Unfortunately this led to the ditching of the rather nicely performing GFRP lightweight FL chassis in favour of a misguided perception by HunTers in the superiority of the heavier magnesium chassis for
the HT .... oh well, at least you can bludgeon a recalcitrant buck roo more effectively with this lump should the need arise :eek!:
For the sake of completeness, let's not pretend that
the HT was anything but an evolution of
the FL.
The SF more of a clean sheet design. The specific design parameters following on from these decisions (such as focuser location etc) - merely logical consequence.
To nobble one product (the brightness, vibrancy, and colour rendition of
the SF) in a misguided effort to protect, or differentiate
the HT is a positively prehistoric strategy.
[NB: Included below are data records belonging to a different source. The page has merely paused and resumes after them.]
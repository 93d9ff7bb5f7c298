//! Dead-letter capture for terminal per-(record, sink) failures.
//!
//! A single long-lived writer task owns the open file handle and consumes
//! [`FailureRecord`]s from an internal bounded channel, appending them
//! sequentially. Callers enqueue onto the channel rather than spawning a
//! task per failure — see the companion `JsonlSink` pattern this is
//! grounded on, which opens its file once and appends+flushes per write.

use std::path::{Path, PathBuf};
use std::sync::atomic::{AtomicUsize, Ordering};
use std::sync::Arc;

use chrono::Utc;
use serde::Serialize;
use tokio::io::AsyncWriteExt;
use tokio::sync::mpsc;

use crate::error::DlqWriteError;
use crate::role::SinkRole;

/// Durable description of a terminal failure, one JSON object per DLQ line.
///
/// `record` is spliced into the line verbatim rather than re-encoded as a
/// JSON string, so a malformed input record can yield a malformed DLQ line.
/// This is accepted: the DLQ is a best-effort capture of raw bytes.
#[derive(Debug, Clone)]
pub struct FailureRecord {
    pub record: String,
    pub sink_role: SinkRole,
    pub attempts: u32,
    pub error_reason: String,
    pub timestamp: chrono::DateTime<Utc>,
}

#[derive(Serialize)]
struct FailureRecordLine<'a> {
    sink: &'a str,
    attempts: u32,
    error: &'a str,
    timestamp: String,
}

impl FailureRecord {
    fn to_line(&self) -> Result<String, DlqWriteError> {
        let envelope = FailureRecordLine {
            sink: self.sink_role.as_str(),
            attempts: self.attempts,
            error: &self.error_reason,
            timestamp: self.timestamp.to_rfc3339(),
        };
        let envelope_json = serde_json::to_string(&envelope).map_err(|source| DlqWriteError::Serialize { source })?;

        // Splice `record` into the envelope as a raw fragment under "record",
        // rather than through serde (see the doc comment above).
        let without_closing_brace = &envelope_json[..envelope_json.len() - 1];
        let record = if self.record.is_empty() { "null" } else { &self.record };
        Ok(format!("{},\"record\":{}}}", without_closing_brace, record))
    }
}

/// Appends [`FailureRecord`]s to a durable, line-oriented JSON file and
/// mirrors them in an in-memory roster.
pub struct DeadLetterSink {
    roster_size: Arc<AtomicUsize>,
    sender: Option<mpsc::Sender<FailureRecord>>,
}

impl DeadLetterSink {
    /// Builds a disabled DLQ: every operation is a no-op and `failed_count`
    /// stays at zero.
    pub fn disabled() -> Self {
        Self { roster_size: Arc::new(AtomicUsize::new(0)), sender: None }
    }

    /// Builds an enabled DLQ, creating missing parent directories and
    /// spawning the writer task. Initialization failure disables further
    /// writes but does not fail construction.
    pub async fn enabled(file_path: impl AsRef<Path>) -> Self {
        let file_path = file_path.as_ref().to_path_buf();
        let roster_size = Arc::new(AtomicUsize::new(0));

        match open_append(&file_path).await {
            Ok(file) => {
                let (tx, rx) = mpsc::channel(256);
                tokio::spawn(run_writer(file, rx, roster_size.clone(), file_path));
                Self { roster_size, sender: Some(tx) }
            }
            Err(err) => {
                tracing::error!(error = %err, "DLQ initialization failed, writes will be dropped");
                Self { roster_size, sender: None }
            }
        }
    }

    /// Enqueues a failure for durable append and roster tracking. Returns
    /// immediately; the durable write happens on the writer task.
    pub fn record_failure(&self, record: String, sink_role: SinkRole, attempts: u32, reason: String) {
        let Some(sender) = &self.sender else { return };

        let failure = FailureRecord { record, sink_role, attempts, error_reason: reason, timestamp: Utc::now() };

        self.roster_size.fetch_add(1, Ordering::SeqCst);
        if sender.try_send(failure).is_err() {
            tracing::warn!("DLQ writer channel full or closed, dropping failure record");
            self.roster_size.fetch_sub(1, Ordering::SeqCst);
        }
    }

    pub fn failed_count(&self) -> usize {
        self.roster_size.load(Ordering::SeqCst)
    }

    /// Empties the in-memory roster count. Does not truncate the durable file.
    pub fn clear(&self) {
        self.roster_size.store(0, Ordering::SeqCst);
    }
}

async fn open_append(path: &Path) -> Result<tokio::fs::File, DlqWriteError> {
    if let Some(parent) = path.parent() {
        if !parent.as_os_str().is_empty() {
            tokio::fs::create_dir_all(parent)
                .await
                .map_err(|source| DlqWriteError::CreateDir { path: parent.to_path_buf(), source })?;
        }
    }

    tokio::fs::OpenOptions::new()
        .create(true)
        .append(true)
        .open(path)
        .await
        .map_err(|source| DlqWriteError::Open { path: path.to_path_buf(), source })
}

async fn run_writer(
    mut file: tokio::fs::File,
    mut rx: mpsc::Receiver<FailureRecord>,
    _roster_size: Arc<AtomicUsize>,
    path: PathBuf,
) {
    while let Some(failure) = rx.recv().await {
        let line = match failure.to_line() {
            Ok(line) => line,
            Err(err) => {
                tracing::error!(error = %err, "failed to encode DLQ line");
                continue;
            }
        };

        if let Err(source) = file.write_all(line.as_bytes()).await {
            let err = DlqWriteError::Append { source };
            tracing::error!(error = %err, path = %path.display(), "failed to append DLQ record");
            continue;
        }
        if let Err(source) = file.write_all(b"\n").await {
            let err = DlqWriteError::Append { source };
            tracing::error!(error = %err, path = %path.display(), "failed to append DLQ newline");
            continue;
        }
        if let Err(source) = file.flush().await {
            let err = DlqWriteError::Append { source };
            tracing::error!(error = %err, path = %path.display(), "failed to flush DLQ file");
        }
    }
}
I never said it was specifically Germanic - just outdated ..... now the whole marketing zeitgeist of
the HT what with it's rather brutalist lines, black rubber and leather connotations in concert with the whole Hairy chesTed thing of HunTing really IS quite Germanic (and perverse!
3
Establishment Photographic giants CaNikon have found to their chagrin that such strategic inertia and protectionism can have deleterious consequences as witnessed by the rapid rise of Panasonic, Olympus, and Sony Mirrorless Camera intrusion into the traditional DSLR market share.
Folks can argue until they are blue in the face (see what I did there huh?
that the addition of HT glass to
the SF would have only minimal performance increases, but nevertheless they are there.
Your memory is seemingly as dodgy as your automotive analogies! :-O I never said the HT glass was "smoke and mirrors" ..... in fact I recall calculating at the time that the increases in transmission even for S-P prisms, were of the order of up to (or more than
1.5~2% in concert with the attendant retuning of the coatings.
Further to that, as you yourself attested upon receiving your HT and looking through it, I fully concurred upon viewing that the entirety of
the HT's optical performance was in fact greater than the sum of its incrementally improved parts.
It would cost virtually nothing to add HT glass to
the SF, and in fact could fully be absorbed in the existing profit margin paradigm for this ~$2.5+K binocular.
2% more light transmission - nice - not really noticeable for existing users in and of itself in direct comparison in practice - though still nice (especially for new users) ..... but 25% better stray light control, cleaner, more vibrant colours --- awesome! :t: ..... even you'd notice and like that :king:
It is an absolute nonsense to say that just because BirDers are not HunTers that they couldn't use and appreciate a brighter and cleaner view. There simply is no defense of that.
If I said anything was "smoke and mirrors" it would have been the now disproven claims of the ergonomic superiority of
the HT. I can place my hands so far forward on my current bins that when I grip around the objective tubes the rearward weight bias is astonishing! An astonishingly frightening prospect for my tootsies!! :eek!:
The correct response to this post would be:- Yes Chosun, thank you ..... however history has shown that your wool is dyed deep (blue
.... I hope this has helped your understanding ..... not to mention awakened you to a healthy mistrust of your memory! *grin* (don't worry Lee - I've got an uncle who really is going dead set crackers!